WHAT TO DO: The listing below holds a line with "i64, data: &ProductionUpdate)" and a later line with "UPDATE productions SET". Write out those two lines and every line between them, exactly, and nothing else.

++++ GIVEN DATA ++++

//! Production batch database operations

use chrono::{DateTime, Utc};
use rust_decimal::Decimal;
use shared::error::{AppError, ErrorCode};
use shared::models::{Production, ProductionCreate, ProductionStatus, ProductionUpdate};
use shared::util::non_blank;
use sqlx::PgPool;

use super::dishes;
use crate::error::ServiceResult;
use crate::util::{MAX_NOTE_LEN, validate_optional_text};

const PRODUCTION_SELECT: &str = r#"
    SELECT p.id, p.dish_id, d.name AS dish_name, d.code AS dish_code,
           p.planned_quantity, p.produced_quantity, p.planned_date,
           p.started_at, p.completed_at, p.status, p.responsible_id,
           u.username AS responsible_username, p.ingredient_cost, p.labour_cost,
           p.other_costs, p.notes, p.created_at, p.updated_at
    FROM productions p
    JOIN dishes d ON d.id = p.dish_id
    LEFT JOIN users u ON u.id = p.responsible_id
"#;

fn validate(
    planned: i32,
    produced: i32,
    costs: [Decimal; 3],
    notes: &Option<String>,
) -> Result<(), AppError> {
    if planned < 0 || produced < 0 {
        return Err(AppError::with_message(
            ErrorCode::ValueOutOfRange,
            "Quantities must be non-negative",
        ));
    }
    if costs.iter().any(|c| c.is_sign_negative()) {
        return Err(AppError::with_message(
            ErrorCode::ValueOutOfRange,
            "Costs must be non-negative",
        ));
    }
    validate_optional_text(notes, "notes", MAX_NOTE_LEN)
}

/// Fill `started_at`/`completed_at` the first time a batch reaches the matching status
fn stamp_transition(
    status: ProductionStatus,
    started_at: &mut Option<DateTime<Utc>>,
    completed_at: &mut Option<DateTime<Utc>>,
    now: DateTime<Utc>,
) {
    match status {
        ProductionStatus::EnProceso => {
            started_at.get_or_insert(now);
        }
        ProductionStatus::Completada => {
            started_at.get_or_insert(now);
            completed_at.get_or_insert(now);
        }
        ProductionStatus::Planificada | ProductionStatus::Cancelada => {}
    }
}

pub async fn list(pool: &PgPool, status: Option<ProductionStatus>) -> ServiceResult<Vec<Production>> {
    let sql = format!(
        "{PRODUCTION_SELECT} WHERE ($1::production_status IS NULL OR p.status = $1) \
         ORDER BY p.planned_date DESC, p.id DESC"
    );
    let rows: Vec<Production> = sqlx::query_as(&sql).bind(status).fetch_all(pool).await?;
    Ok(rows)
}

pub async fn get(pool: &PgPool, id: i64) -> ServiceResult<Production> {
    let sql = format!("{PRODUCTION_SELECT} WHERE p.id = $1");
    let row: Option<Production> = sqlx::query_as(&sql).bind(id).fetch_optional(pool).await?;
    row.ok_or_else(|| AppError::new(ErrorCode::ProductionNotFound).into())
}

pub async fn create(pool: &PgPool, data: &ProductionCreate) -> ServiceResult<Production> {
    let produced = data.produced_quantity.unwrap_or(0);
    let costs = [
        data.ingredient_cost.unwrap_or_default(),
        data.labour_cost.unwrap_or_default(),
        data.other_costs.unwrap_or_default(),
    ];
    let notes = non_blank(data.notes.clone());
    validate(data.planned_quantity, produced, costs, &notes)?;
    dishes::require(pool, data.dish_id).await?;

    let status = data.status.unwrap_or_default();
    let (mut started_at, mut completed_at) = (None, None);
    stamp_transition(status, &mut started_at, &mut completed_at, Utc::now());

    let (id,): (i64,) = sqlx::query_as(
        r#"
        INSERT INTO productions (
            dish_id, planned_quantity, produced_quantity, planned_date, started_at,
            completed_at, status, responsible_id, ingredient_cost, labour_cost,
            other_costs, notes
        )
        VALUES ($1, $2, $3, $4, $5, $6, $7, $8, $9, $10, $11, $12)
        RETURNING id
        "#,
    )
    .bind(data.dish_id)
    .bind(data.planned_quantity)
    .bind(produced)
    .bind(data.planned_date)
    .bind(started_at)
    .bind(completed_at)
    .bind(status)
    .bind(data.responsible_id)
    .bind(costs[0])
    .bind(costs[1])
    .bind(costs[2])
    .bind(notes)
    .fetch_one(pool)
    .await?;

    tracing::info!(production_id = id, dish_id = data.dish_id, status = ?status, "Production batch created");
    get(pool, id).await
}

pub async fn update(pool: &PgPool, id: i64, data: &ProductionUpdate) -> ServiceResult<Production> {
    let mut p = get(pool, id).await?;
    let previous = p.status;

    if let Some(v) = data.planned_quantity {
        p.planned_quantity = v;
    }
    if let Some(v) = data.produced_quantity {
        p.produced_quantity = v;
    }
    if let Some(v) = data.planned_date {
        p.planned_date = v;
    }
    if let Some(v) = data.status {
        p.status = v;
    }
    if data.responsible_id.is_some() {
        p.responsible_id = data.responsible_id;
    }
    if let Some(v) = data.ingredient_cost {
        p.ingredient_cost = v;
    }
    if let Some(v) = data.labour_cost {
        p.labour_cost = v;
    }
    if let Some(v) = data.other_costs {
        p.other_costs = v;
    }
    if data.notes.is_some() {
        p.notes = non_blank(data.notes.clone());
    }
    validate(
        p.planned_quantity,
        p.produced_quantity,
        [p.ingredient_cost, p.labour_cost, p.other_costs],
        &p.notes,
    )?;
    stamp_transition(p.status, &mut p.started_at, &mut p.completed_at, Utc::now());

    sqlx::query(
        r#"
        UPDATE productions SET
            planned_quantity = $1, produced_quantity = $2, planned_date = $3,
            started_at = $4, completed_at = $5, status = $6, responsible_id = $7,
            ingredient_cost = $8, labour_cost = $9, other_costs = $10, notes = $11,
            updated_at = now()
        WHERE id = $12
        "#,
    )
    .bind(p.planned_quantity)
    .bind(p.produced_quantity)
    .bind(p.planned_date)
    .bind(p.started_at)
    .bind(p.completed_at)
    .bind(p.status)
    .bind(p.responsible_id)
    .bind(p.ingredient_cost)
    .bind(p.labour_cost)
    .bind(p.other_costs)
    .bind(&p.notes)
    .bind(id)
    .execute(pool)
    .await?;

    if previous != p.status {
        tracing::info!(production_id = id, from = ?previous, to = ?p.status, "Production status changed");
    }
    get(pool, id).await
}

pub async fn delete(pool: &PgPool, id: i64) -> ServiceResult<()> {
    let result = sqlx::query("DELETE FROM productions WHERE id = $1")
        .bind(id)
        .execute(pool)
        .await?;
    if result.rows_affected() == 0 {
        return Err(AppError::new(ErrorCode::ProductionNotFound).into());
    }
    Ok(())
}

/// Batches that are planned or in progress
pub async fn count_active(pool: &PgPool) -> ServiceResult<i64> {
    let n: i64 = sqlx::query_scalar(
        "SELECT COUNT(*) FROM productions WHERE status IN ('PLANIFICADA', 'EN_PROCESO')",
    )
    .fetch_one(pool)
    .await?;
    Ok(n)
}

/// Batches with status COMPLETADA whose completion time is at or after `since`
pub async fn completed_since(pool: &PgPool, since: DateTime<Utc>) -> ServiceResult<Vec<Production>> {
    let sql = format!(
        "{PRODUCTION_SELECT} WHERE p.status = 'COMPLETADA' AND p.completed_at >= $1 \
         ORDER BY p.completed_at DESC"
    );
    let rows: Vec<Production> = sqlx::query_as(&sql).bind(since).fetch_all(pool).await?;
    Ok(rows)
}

++++

OUTPUT:
pub async fn update(pool: &PgPool, id: i64, data: &ProductionUpdate) -> ServiceResult<Production> {
    let mut p = get(pool, id).await?;
    let previous = p.status;

    if let Some(v) = data.planned_quantity {
        p.planned_quantity = v;
    }
    if let Some(v) = data.produced_quantity {
        p.produced_quantity = v;
    }
    if let Some(v) = data.planned_date {
        p.planned_date = v;
    }
    if let Some(v) = data.status {
        p.status = v;
    }
    if data.responsible_id.is_some() {
        p.responsible_id = data.responsible_id;
    }
    if let Some(v) = data.ingredient_cost {
        p.ingredient_cost = v;
    }
    if let Some(v) = data.labour_cost {
        p.labour_cost = v;
    }
    if let Some(v) = data.other_costs {
        p.other_costs = v;
    }
    if data.notes.is_some() {
        p.notes = non_blank(data.notes.clone());
    }
    validate(
        p.planned_quantity,
        p.produced_quantity,
        [p.ingredient_cost, p.labour_cost, p.other_costs],
        &p.notes,
    )?;
    stamp_transition(p.status, &mut p.started_at, &mut p.completed_at, Utc::now());

    sqlx::query(
        r#"
        UPDATE productions SET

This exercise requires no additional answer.